Ritratto di Albert1985
29 maggio 2017 - 09:54
Certo al di sotto di Tiguan come qualità interni poi sull'estetica non discuto i gusti sono soggettivi. CX5 non ha nemmeno le tasche delle porte e il vano del cruscotto rivestiti in moquette. Altro aspetto riguarda il cambio non mi pare che Mazda monti un doppia frizione.
Ritratto di Albert1985
29 maggio 2017 - 09:55
Ah dimenticavo su CX5 la luce di cortesia nel bagagliaio non è di serie...Assurdo!
Ritratto di ELAN
1 giugno 2017 - 16:02
1
Nemmeno BMW sulle TA monta un doppia frizione che io sappia. Il DSG se non si rompe è più veloce... questo è cmq ottimo.
Ritratto di gian69
8 giugno 2017 - 23:42
A questo punto della storia..un 6 marce a convertitore di coppia, mi pare che abbia fatto il suo tempo.. Per il resto la macchina è very ok, bravi Jap !!
Ritratto di ycarus77
10 agosto 2017 - 13:57
Ma hai visto bene le trame della moquette ed i rivestimenti delle cartelle porta delle Tiguan? ... Se li reputi belli, allora la ciabatta col calzino bianco è chic!
Ritratto di alex_rm
28 maggio 2017 - 16:19
Per me è meglio della Tiguan e delle sovrapprezzate X1 e Q3 che si fanno pagare il marchio perché va di moda ma hanno contenuti tecnici modesti.
Ritratto di ELAN
1 giugno 2017 - 16:00
1
E non solo... una è una MINI, l'altra una Golf.
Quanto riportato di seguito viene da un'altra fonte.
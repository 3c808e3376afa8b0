//! Shared fixtures for the integration tests.

#![allow(dead_code)]

use std::sync::Once;

use chrono::{Duration, NaiveDate};
use tracing_subscriber::EnvFilter;

use lic_core::{Amount, AssignmentKind, Currency, License, LicenseKey, TenantId, VendorId};
use lic_ledger::{LedgerConfig, LicenseLedger, MemoryRepository};

/// Install a test-writer subscriber once per test binary.
///
/// `RUST_LOG` overrides the default `debug` filter.
pub fn init_tracing() {
    static INIT: Once = Once::new();
    INIT.call_once(|| {
        let filter = EnvFilter::try_from_default_env().unwrap_or_else(|_| EnvFilter::new("debug"));
        let _ = tracing_subscriber::fmt()
            .with_env_filter(filter)
            .with_test_writer()
            .try_init();
    });
}

/// A fixed reference day.
pub fn today() -> NaiveDate {
    NaiveDate::from_ymd_opt(2026, 3, 10).unwrap()
}

/// `today` shifted by `n` days.
pub fn day(n: i64) -> NaiveDate {
    today() + Duration::days(n)
}

pub fn amount(s: &str) -> Amount {
    Amount::parse(s).unwrap()
}

/// A NOK-priced, contact-assigned license.
pub fn license(name: &str, price: &str, total: u32) -> License {
    License::new(
        LicenseKey::new(name, VendorId(1), TenantId(1)).unwrap(),
        AssignmentKind::Contact,
        amount(price),
        Currency::Nok,
        total,
    )
}

pub fn ledger() -> LicenseLedger<MemoryRepository> {
    init_tracing();
    LicenseLedger::new(MemoryRepository::new(), LedgerConfig::default())
}

pub fn ledger_with(config: LedgerConfig) -> LicenseLedger<MemoryRepository> {
    init_tracing();
    LicenseLedger::new(MemoryRepository::new(), config)
}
Entrambe Haldex. Insomma... una enrme presa per il cubo.. come la denominazione X-drive (finto) o quattro (finto)
Ritratto di ycarus77
10 agosto 2017 - 13:53
Se la Tiguan fosse uscita negli anni 90 ti darei ragione...l'estetica è da censura.
Ritratto di Rav
27 maggio 2017 - 11:47
2
Bella è bella, ma dentro non mi piace proprio per niente, volante a parte. Inoltre i prezzi sono piuttosto alti. Mi ero interessato a quest'auto ma alla fine ho preso la 3008 che costa un po' meno ed è più moderna.